── Data for this task ──
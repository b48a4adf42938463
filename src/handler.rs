//! HTTP request handlers for the booking API
//!
//! This module wires requests to the store and to the search, availability
//! and payment logic:
//! - Browsing listings with location/date search and attribute filters
//! - Stateful browsing sessions
//! - Booking a listing through the fake payment step
//! - Rating finished stays
//! - Favorites and availability notifications
//!
//! Input problems, including bodies and query strings that fail to parse,
//! are rejected before the store is touched. Store failures are logged and
//! answered with a generic message.

use axum::{
    extract::{Path, State},
    http::StatusCode,
    response::{IntoResponse, Response},
    Json,
};
use std::sync::Arc;
use chrono::Utc;
use rand::{distr::Alphanumeric, Rng};
use serde::Serialize;
use serde_json::json;
use tracing::{debug, info, warn};

use crate::availability::{conflicts, is_available, DateRange};
use crate::database::AppState;
use crate::error::{AppError, StoreError};
use crate::extract::{ApiJson, ApiQuery};
use crate::filter::AttributeFilter;
use crate::model::{
    is_valid_key, AvailabilityNotification, AvailabilityParams, CreateListingRequest,
    CreateRatingRequest, CreateReservationRequest, Favorite, FavoriteRequest,
    ListingQueryParams, Listing, NotificationRequest, Rating, Reservation,
    ReservationListParams,
};
use crate::payment::FakePaymentGateway;
use crate::search::{
    refine, run_search, SearchQuery, SearchResults, FETCH_LISTINGS_ERROR,
    FETCH_RESERVATIONS_ERROR,
};
use crate::session::SearchCompletion;

const SAVE_RESERVATION_ERROR: &str = "An error occurred saving the reservation.";
const SAVE_RATING_ERROR: &str = "An error occurred saving the rating.";
const FETCH_RATINGS_ERROR: &str = "An error occurred fetching ratings.";
const FAVORITES_ERROR: &str = "An error occurred updating favorites.";
const NOTIFICATIONS_ERROR: &str = "An error occurred updating notifications.";
const MIN_COMMENT_CHARS: usize = 5;

fn random_id(len: usize) -> String {
    rand::rng()
        .sample_iter(&Alphanumeric)
        .take(len)
        .map(char::from)
        .collect()
}

fn require_key(field: &str, value: &str) -> Result<(), AppError> {
    if is_valid_key(value) {
        Ok(())
    } else {
        Err(AppError::Validation(format!(
            "{} must be non-empty and must not contain ':'.",
            field
        )))
    }
}

fn require_email(value: &str) -> Result<(), AppError> {
    if value.trim().is_empty() {
        return Err(AppError::Validation("user_email is required.".to_string()));
    }
    Ok(())
}

fn load_listing(state: &AppState, id: &str) -> Result<Listing, AppError> {
    state
        .store
        .get_listing(id)
        .map_err(|err| AppError::from_store(err, FETCH_LISTINGS_ERROR))?
        .ok_or_else(|| AppError::NotFound(format!("listing {} not found", id)))
}

fn is_listing_available(
    state: &AppState,
    listing: &Listing,
    range: DateRange,
) -> Result<bool, AppError> {
    let reservations = state
        .store
        .fetch_reservations_for_listing(&listing.id)
        .map_err(|err| AppError::from_store(err, FETCH_RESERVATIONS_ERROR))?;
    Ok(is_available(
        listing,
        &reservations,
        range.start,
        range.end,
        state.config.boundary_policy,
    ))
}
───
Reproduce the entries above in full by retyping them exactly.

repository b48a4adf42938463
filename src/handler.rs
//! HTTP request handlers for the booking API
//!
//! This module wires requests to the store and to the search, availability
//! and payment logic:
//! - Browsing listings with location/date search and attribute filters
//! - Stateful browsing sessions
//! - Booking a listing through the fake payment step
//! - Rating finished stays
//! - Favorites and availability notifications
//!
//! Input problems, including bodies and query strings that fail to parse,
//! are rejected before the store is touched. Store failures are logged and
//! answered with a generic message.

use axum::{
    extract::{Path, State},
    http::StatusCode,
    response::{IntoResponse, Response},
    Json,
};
use std::sync::Arc;
use chrono::Utc;
use rand::{distr::Alphanumeric, Rng};
use serde::Serialize;
use serde_json::json;
use tracing::{debug, info, warn};

use crate::availability::{conflicts, is_available, DateRange};
use crate::database::AppState;
use crate::error::{AppError, StoreError};
use crate::extract::{ApiJson, ApiQuery};
use crate::filter::AttributeFilter;
use crate::model::{
    is_valid_key, AvailabilityNotification, AvailabilityParams, CreateListingRequest,
    CreateRatingRequest, CreateReservationRequest, Favorite, FavoriteRequest,
    ListingQueryParams, Listing, NotificationRequest, Rating, Reservation,
    ReservationListParams,
};
use crate::payment::FakePaymentGateway;
use crate::search::{
    refine, run_search, SearchQuery, SearchResults, FETCH_LISTINGS_ERROR,
    FETCH_RESERVATIONS_ERROR,
};
use crate::session::SearchCompletion;

const SAVE_RESERVATION_ERROR: &str = "An error occurred saving the reservation.";
const SAVE_RATING_ERROR: &str = "An error occurred saving the rating.";
const FETCH_RATINGS_ERROR: &str = "An error occurred fetching ratings.";
const FAVORITES_ERROR: &str = "An error occurred updating favorites.";
const NOTIFICATIONS_ERROR: &str = "An error occurred updating notifications.";
const MIN_COMMENT_CHARS: usize = 5;

fn random_id(len: usize) -> String {
    rand::rng()
        .sample_iter(&Alphanumeric)
        .take(len)
        .map(char::from)
        .collect()
}

fn require_key(field: &str, value: &str) -> Result<(), AppError> {
    if is_valid_key(value) {
        Ok(())
    } else {
        Err(AppError::Validation(format!(
            "{} must be non-empty and must not contain ':'.",
            field
        )))
    }
}

fn require_email(value: &str) -> Result<(), AppError> {
    if value.trim().is_empty() {
        return Err(AppError::Validation("user_email is required.".to_string()));
    }
    Ok(())
}

fn load_listing(state: &AppState, id: &str) -> Result<Listing, AppError> {
    state
        .store
        .get_listing(id)
        .map_err(|err| AppError::from_store(err, FETCH_LISTINGS_ERROR))?
        .ok_or_else(|| AppError::NotFound(format!("listing {} not found", id)))
}

fn is_listing_available(
    state: &AppState,
    listing: &Listing,
    range: DateRange,
) -> Result<bool, AppError> {
    let reservations = state
        .store
        .fetch_reservations_for_listing(&listing.id)
        .map_err(|err| AppError::from_store(err, FETCH_RESERVATIONS_ERROR))?;
    Ok(is_available(
        listing,
        &reservations,
        range.start,
        range.end,
        state.config.boundary_policy,
    ))
}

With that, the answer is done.